Logo Musée du Patrimoine

Tutto il patrimonio francese classificato per regioni, dipartimenti e città

Chiesa di Saint Pierre de Bouvines dans le Nord

Patrimoine classé
Patrimoine religieux
Eglise néo-gothique
Nord

Chiesa di Saint Pierre de Bouvines

    Rue Félix-Dehau
    59830 Bouvines
Église Saint-Pierre de Bouvines
Église Saint-Pierre de Bouvines
Église Saint-Pierre de Bouvines
Église Saint-Pierre de Bouvines
Église Saint-Pierre de Bouvines
Église Saint-Pierre de Bouvines
Église Saint-Pierre de Bouvines
Église Saint-Pierre de Bouvines
Église Saint-Pierre de Bouvines
Église Saint-Pierre de Bouvines
Église Saint-Pierre de Bouvines
Crédit photo : PIERRE ANDRE LECLERCQ - Sous licence Creative Commons

Timeline

XIXe siècle
Époque contemporaine
1900
2000
1878
Decisione di ricostruzione
1880-1886
Costruzione della chiesa
1889-1906
Costruzione di vetrate
1910
Consacrazione della Chiesa
6 octobre 1981
Prima protezione
29 décembre 2010
Classificazione finale
27 juillet 2014
Celebrazione degli 800 anni
Aujourd'hui
Aujourd'hui

Patrimonio

L'intera chiesa (Box OA 303): per ordine del 29 dicembre 2010

Dati chiave

Félix Dehau - Sindaco di Bouvines Iniziatore di ricostruzione nel 1878.
Auguste Normant - Architetto Progetta la chiesa come cappella santa.
Pierre Fritel - Vetreria master (cardboard) Autore di disegni delle 21 vetrate.
Emmanuel Champigneulle - Vetreria master Fai le finestre con suo fratello Charles.
Philippe-Auguste - Re di Francia Vincitore a Bouvines nel 1214, celebrato nelle vetrate.
Laurent Ulrich - Arcivescovo di Lille Celebra la Messa degli 800 anni nel 2014.
Louis de Bourbon - Discendente di Philippe-Auguste Presente alla cerimonia del 2014.

Origine e storia

La chiesa di Saint-Pierre de Bouvines, situata nel dipartimento di Nord (Hauts-de-France), fu ricostruita tra il 1880 e il 1886 sotto l'impulso del sindaco Félix Dehau, sostituendo un edificio considerato vecchio. L'architetto Auguste Normant concepì l'edificio come una cappella moderna, senza reliquie ma dedicata a mettere in luce le sue monumentali vetrate. Consacrata solo nel 1910, divenne un simbolo locale legato alla memoria della battaglia di Bouvines (1214), grande vittoria di Philippe-Auguste.

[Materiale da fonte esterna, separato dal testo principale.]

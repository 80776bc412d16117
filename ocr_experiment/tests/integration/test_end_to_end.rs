// エンドツーエンド統合テスト - キュー投入から集計まで
use crate::fixtures::{scripted_worker, ScriptedOcrEngine, TestEnvironment, EXPERIMENT_ID};
use ocr_experiment::cli::{execute_enqueue, execute_run};
use ocr_experiment::core::{RequestMessage, ResultTable, NOT_PROCESSED};
use ocr_experiment::engine::{build_histogram, FAN_OUT_DISPLAY_NAME};
use ocr_experiment::queue::QueueTransport;
use std::time::Duration;
use tokio_util::sync::CancellationToken;

fn cat_reader() -> ScriptedOcrEngine {
    ScriptedOcrEngine::new().reading_all(&[("cat", 90.0), ("dog", 80.0)])
}

async fn send(env: &TestEnvironment, input: &str, name: &str, description: &str) {
    let body = RequestMessage::new(EXPERIMENT_ID, input, name, description)
        .to_json()
        .unwrap();
    env.queue().send(&body).await.unwrap();
}

#[tokio::test]
async fn test_folder_request_fans_out_and_aggregates_once() {
    let env = TestEnvironment::new(&["grayscale", "binarization", "invert"]);
    env.seed_training_image("batch/img1.png");
    env.seed_training_image("batch/img2.jpg");
    env.seed_training_file("batch/notes.txt", "not an image");
    send(&env, "batch/", "Batch", "two images").await;

    let worker = scripted_worker(&env, cat_reader(), "cat\ndog");
    let stats = worker.drain().await.unwrap();

    assert_eq!(stats.expansions, 1);
    assert_eq!(stats.jobs_processed, 2);
    assert_eq!(stats.jobs_failed, 0);
    assert_eq!(stats.aggregations, 1);

    // フォルダメッセージと2件の個別メッセージはすべてコミット済み
    let remaining = env.queue().receive(1, Duration::from_secs(60)).await.unwrap();
    assert!(remaining.is_empty());

    let rows = env.table().query_all("results").await.unwrap();
    assert_eq!(rows.len(), 2);
    let mut inputs: Vec<_> = rows.iter().filter_map(|r| r.get_str("InputImage")).collect();
    inputs.sort();
    assert_eq!(inputs, vec!["batch/img1.png", "batch/img2.jpg"]);
    for row in &rows {
        assert_eq!(row.partition_key, "lab");
        assert_eq!(row.get_str("Name"), Some(FAN_OUT_DISPLAY_NAME));
        assert!(row.get_str("Description").unwrap().starts_with("two images for image batch/"));
        assert!(!row.get_str("Technique").unwrap().is_empty());
    }

    let histogram = build_histogram(&rows, EXPERIMENT_ID);
    assert_eq!(histogram.total, 2);
    assert_eq!(histogram.not_processed(), 0);
    assert_eq!(histogram.counts.values().sum::<usize>(), histogram.total);

    // ジョブごとに勝者画像とレポート、集計グラフが1つ
    let objects = env.result_objects();
    assert_eq!(objects.iter().filter(|o| o.ends_with("/technique_scores.json")).count(), 2);
    assert_eq!(objects.iter().filter(|o| o.ends_with("/technique_comparison.json")).count(), 2);
    assert_eq!(objects.iter().filter(|o| o.ends_with(".png")).count(), 2);
    assert_eq!(objects.iter().filter(|o| o.ends_with("histogram-E1.json")).count(), 1);
}

#[tokio::test]
async fn test_single_job_drain_aggregates_with_total_one() {
    let env = TestEnvironment::new(&["grayscale", "mirror"]);
    env.seed_training_image("cat.png");
    send(&env, "cat.png", "single", "one cat").await;

    let worker = scripted_worker(&env, cat_reader(), "cat");
    let stats = worker.drain().await.unwrap();

    assert_eq!(stats.jobs_processed, 1);
    assert_eq!(stats.aggregations, 1);

    let rows = env.table().query_all("results").await.unwrap();
    let histogram = build_histogram(&rows, EXPERIMENT_ID);
    assert_eq!(histogram.total, 1);
    assert_eq!(histogram.successful_count, 1);
    assert!(histogram.counts.contains_key(NOT_PROCESSED));

    // 2回目のドレインは何も処理せず集計もしない
    let stats = worker.drain().await.unwrap();
    assert_eq!(stats.jobs_processed, 0);
    assert_eq!(stats.aggregations, 0);
}

#[tokio::test]
async fn test_commands_run_with_unavailable_ocr_binary() {
    let mut env = TestEnvironment::new(&["grayscale", "canny"]);
    env.config.ocr.binary = "ocr-binary-that-does-not-exist".to_string();
    env.seed_setup_file("dictionary.txt", "cat\n");
    env.seed_training_image("cat.png");

    execute_enqueue(env.config.clone(), RequestMessage::new(EXPERIMENT_ID, "cat.png", "single", "cli"))
        .await
        .unwrap();
    execute_run(env.config.clone(), true, CancellationToken::new())
        .await
        .unwrap();

    // setupコンテナが作業領域へ同期されている
    assert!(env.config.scratch_dir.join("setup").join("dictionary.txt").exists());

    // OCRが全テクニックで失敗しても結果行は残り、メッセージはコミットされる
    let rows = env.table().query_all("results").await.unwrap();
    assert_eq!(rows.len(), 1);
    assert_eq!(rows[0].get_str("Technique"), Some(""));
    assert_eq!(rows[0].get_str("Description"), Some("cli"));

    let histogram = build_histogram(&rows, EXPERIMENT_ID);
    assert_eq!(histogram.not_processed(), 1);
    assert_eq!(histogram.success_rate(), 0.0);

    let remaining = env.queue().receive(1, Duration::from_secs(60)).await.unwrap();
    assert!(remaining.is_empty());
}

Le 21 vetrate, realizzate tra il 1889 e il 1906 dai laboratori Champigneulle (Bar-le-Duc) in base ai cartoni di Pierre Fritel, raccontano la battaglia in dettaglio. Ogni finestra alta 8 metri, finanziata da donatori (i cui cappotti adornano le parti inferiori), era cinque volte più costoso della chiesa stessa. Sono stati restaurati intorno al 1990. L'edificio, originariamente elencato nel 1981, è stato completamente classificato come monumento storico nel 2010.

Nel 2014, per l'800esimo anniversario della battaglia, una messa è stata celebrata da Mons. Laurent Ulrich in presenza di discendenti di Philippe-Auguste, tra cui Louis de Bourbon. La chiesa, una proprietà comunitaria, combina l'architettura neogotica (voûts su croce di testate, navata senza garanzie) e la funzione commemorativa, che celebra un punto di svolta nella storia di Capetian. Le vetrate, classificate nel 1981, illustrano scene come la fuga dell'imperatore Ottone o la cattura del conte Ferrand, secondo la cronaca di Guillaume Le Breton.

L'ispirazione medievale di Normant si estende alla struttura: un transetto separa la navata dal coro, mentre il vetro colorato, arrangiato come dipinti storici, trasforma lo spazio in una narrazione visiva. La prima finestra del 1889 mostra il consiglio di guerra a Valenciennes; l'ultima (1906) rappresenta l'entrata trionfale dell'esercito a Parigi. Queste opere, restaurate dal Brouard di Ronchin, rimangono una testimonianza unica di vetro alla fine del XIX secolo e alla commemorazione nazionale.

L'indirizzo ufficiale (Félix-Dehau Street) e le coordinate GPS (87 Rue du Général De Gaulle) riflettono il suo ancoraggio nel villaggio. Insee codice 59106 lo collega all'arcidiocesi di Lille. Classificata per la sua unità architettonica e artistica, la chiesa incarna sia il patrimonio religioso locale che la celebrazione di un evento fondatore della monarchia francese.